LES ENFANTS GÂTÉS

LES ENFANTS GÂTÉS

Publié dans La Presse, le 10 novembre 2014

Dernièrement, il y a deux statistiques qui m’ont frappé de plein fouet.

D’une part, ce commerçant de la rue Saint-Denis à Montréal qui se plaignait que sa taxe d’affaires lui coûtait 33 000$ par année, alors que les commerces de cette artère connaissent une importante baisse, et, d’autre part, ce reportage démontrant que chaque employé de la Ville de Montréal coûte à cette dernière plus de 110 000$ par année.

La conclusion est très simple: ça prend plus de trois commerçants taxés à l’os pour payer un seul employé de la Ville. Et il y en a 28 000 de ces employés. Rien qu’à y penser, la tête me tourbillonne.
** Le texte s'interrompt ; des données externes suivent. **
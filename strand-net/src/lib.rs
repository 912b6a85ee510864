//! Encrypted peer transport: ephemeral X25519 handshake, ChaCha20-Poly1305
//! framing with counter nonces, and typed message streams.

pub mod codec;
pub mod secure;

pub use codec::{CodecError, FrameCrypto, Role, SessionKeys};
pub use secure::{connect, connect_with_timeout, handshake, SecureStream, TransportError};
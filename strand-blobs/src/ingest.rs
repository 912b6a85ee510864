//! File ingest and reassembly.
//!
//! Ingest splits a file into 1 MiB chunks, encrypts each with a fresh random
//! key and IV (ChaCha20-Poly1305), stores the ciphertext as a
//! content-addressed blob, and emits the file entry that a manifest carries.
//! Reassembly reverses the pipeline: fetch, decrypt, concatenate.

use std::path::Path;

use chacha20poly1305::aead::{Aead, KeyInit};
use chacha20poly1305::{ChaCha20Poly1305, Key, Nonce};
use rand::RngCore;
use strand_protocol::manifest::{BlobRef, FileEntry};
use strand_protocol::types::BlobId;

use crate::store::{BlobStore, StoreError};

/// Plaintext chunk size.
pub const CHUNK_SIZE: usize = 1024 * 1024;

/// Result of ingesting one file.
#[derive(Debug, Clone)]
pub struct IngestOutcome {
    pub entry: FileEntry,
    pub blob_count: usize,
}

/// Chunk and encrypt `data`, returning the file entry and the blob bytes to
/// store. Each chunk gets its own random key and IV.
pub fn chunk_and_encrypt(
    data: &[u8],
    name: &str,
    mime: &str,
) -> Result<(FileEntry, Vec<(BlobId, Vec<u8>)>), IngestError> {
    let mut chunks = Vec::new();
    let mut blobs = Vec::new();

    for plain in data.chunks(CHUNK_SIZE).chain(empty_file_chunk(data)) {
        let mut key = [0u8; 32];
        let mut iv = [0u8; 12];
        rand::rngs::OsRng.fill_bytes(&mut key);
        rand::rngs::OsRng.fill_bytes(&mut iv);

        let cipher = ChaCha20Poly1305::new(Key::from_slice(&key));
        let blob = cipher
            .encrypt(Nonce::from_slice(&iv), plain)
            .map_err(|_| IngestError::Encrypt)?;
        let id = BlobId::of(&blob);

        chunks.push(BlobRef {
            id,
            size: blob.len() as u64,
            key,
            iv,
        });
        blobs.push((id, blob));
    }

    let entry = FileEntry {
        name: name.to_string(),
        size: data.len() as u64,
        mime: mime.to_string(),
        chunks,
    };
    Ok((entry, blobs))
}

// An empty file still produces one (empty-plaintext) chunk so the entry has a
// blob to anchor it.
fn empty_file_chunk(data: &[u8]) -> impl Iterator<Item = &[u8]> {
    if data.is_empty() { Some(data) } else { None }.into_iter()
}

/// Ingest a file from disk into the store.
pub async fn ingest_file(store: &BlobStore, path: &Path) -> Result<IngestOutcome, IngestError> {
    let data = tokio::fs::read(path).await?;
    let name = path
        .file_name()
        .map(|n| n.to_string_lossy().into_owned())
        .unwrap_or_else(|| "file".to_string());
    let mime = mime_for_name(&name);

    let (entry, blobs) = chunk_and_encrypt(&data, &name, mime)?;
    let blob_count = blobs.len();
    for (_, bytes) in &blobs {
        store.insert(bytes)?;
    }

    tracing::info!(
        name = %entry.name,
        size = entry.size,
        blobs = blob_count,
        "file ingested"
    );
    Ok(IngestOutcome { entry, blob_count })
}

/// Decrypt one retrieved chunk, checking its content address first.
pub fn decrypt_chunk(chunk: &BlobRef, blob: &[u8]) -> Result<Vec<u8>, IngestError> {
    if BlobId::of(blob) != chunk.id {
        return Err(IngestError::ChunkMismatch(chunk.id));
    }
    let cipher = ChaCha20Poly1305::new(Key::from_slice(&chunk.key));
    cipher
        .decrypt(Nonce::from_slice(&chunk.iv), blob)
        .map_err(|_| IngestError::Decrypt(chunk.id))
}

/// Reassemble a file from its chunks. `fetch` supplies the stored blob bytes
/// for an id, or `None` if unavailable.
pub fn reassemble<F>(entry: &FileEntry, mut fetch: F) -> Result<Vec<u8>, IngestError>
where
    F: FnMut(&BlobId) -> Option<Vec<u8>>,
{
    let mut plain = Vec::with_capacity(entry.size as usize);
    for chunk in &entry.chunks {
        let blob = fetch(&chunk.id).ok_or(IngestError::MissingBlob(chunk.id))?;
        plain.extend_from_slice(&decrypt_chunk(chunk, &blob)?);
    }
    if plain.len() as u64 != entry.size {
        return Err(IngestError::SizeMismatch {
            expected: entry.size,
            actual: plain.len() as u64,
        });
    }
    Ok(plain)
}

/// Guess a MIME type from the file extension; opaque by default.
pub fn mime_for_name(name: &str) -> &'static str {
    let ext = name.rsplit_once('.').map(|(_, ext)| ext.to_ascii_lowercase());
    match ext.as_deref() {
        Some("txt") => "text/plain",
        Some("html") | Some("htm") => "text/html",
        Some("json") => "application/json",
        Some("png") => "image/png",
        Some("jpg") | Some("jpeg") => "image/jpeg",
        Some("gif") => "image/gif",
        Some("mp3") => "audio/mpeg",
        Some("mp4") => "video/mp4",
        Some("pdf") => "application/pdf",
        _ => "application/octet-stream",
    }
}

/// Ingest or reassembly failure.
#[derive(Debug, thiserror::Error)]
pub enum IngestError {
    #[error("io error: {0}")]
    Io(#[from] std::io::Error),
    #[error(transparent)]
    Store(#[from] StoreError),
    #[error("chunk encryption failed")]
    Encrypt,
    #[error("chunk {0} failed to decrypt")]
    Decrypt(BlobId),
    #[error("blob bytes do not match chunk id {0}")]
    ChunkMismatch(BlobId),
    #[error("blob {0} unavailable")]
    MissingBlob(BlobId),
    #[error("reassembled size {actual} does not match entry size {expected}")]
    SizeMismatch { expected: u64, actual: u64 },
}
Selon les statistiques, ils gagnent environ un tiers de plus que les autres employés gouvernementaux nonmunicipaux. À eux seuls, les avantages marginaux (excluant les salaires) coûtent au-delà de 50 000$ par employé par année. Ce n’est pas peu dire. Les syndicats représentant ces employés municipaux crient à qui mieux mieux qu’ils ont obtenu ces conditions par la «libre négo». Mais, dans le monde municipal, la libre négo signifie avant tout une négociation qui nivelle tout par le haut, c’est-à-dire que les meilleures conditions de travail négociées dans une ville sont pratiquement imposées dans les autres municipalités. Et celles-ci n’ont ni l’expertise pour bien négocier ni le droit de lock-out.

Il est paradoxal que ce soient ces mêmes employés municipaux qui se plaignent le plus du projet de loi 3 du gouvernement du Québec, lequel vise, notamment, à favoriser la santé financière et la pérennité des régimes de retraite à prestations déterminées du secteur municipal. Le projet de loi 3 impose aux villes et aux employés municipaux de rembourser, à parts égales, le déficit accumulé des caisses de retraite.

Et pour en arriver là, le gouvernement n’essaie pas de couper dans les conditions extraordinaires des employés municipaux, mais veut surtout suspendre l’indexation des rentes jusqu’à ce que le déficit accumulé soit remboursé. Ce n’est quand même pas la fin du monde, considérant que plus de la moitié des Québécois n’ont tout simplement pas de fonds de pension autre que celui de la Régie des rentes du Québec.

Des moyens de pression discutables

À Montréal, les syndicats représentant les policiers et les pompiers font part de leurs récriminations soit en portant des pantalons de type camouflage, soit en placardant voitures et autres véhicules de slogans souvent haineux. Pire encore, ils ont saccagé l’hôtel de ville lors d’une séance du conseil municipal, agissant comme des étudiants fiers à bras d’une école qui iraient saccager le bureau du directeur pour protester contre un nouveau règlement.

Si les syndicats pensent influencer en leur faveur les payeurs de taxes et le gouvernement avec ces moyens de pression, je pense qu’ils font fausse route. Ils sont vraiment en train de se tirer dans le pied, car il apparait évident que le gouvernement Couillard ne reculera pas. Et il ne faut surtout pas qu’il recule.

Considérant que les policiers et les pompiers ont souvent droit à une pleine pension alors qu’ils sont encore dans la fleur de l’âge et qu’ils peuvent ainsi entreprendre une deuxième carrière, je ne peux absolument pas comprendre où ils veulent en venir avec leur intimidation, qui démontre une attitude appartenant à une époque révolue. Ils agissent vraiment comme des enfants gâtés qui se foutent de ce que leurs conditions peuvent coûter à une société en déficit chronique. C’est tout comme s’ils disaient: «Faites payer ces commerçants de la rue Saint-Denis, et tous les autres payeurs de taxes, car nous, on s’en fout éperdument».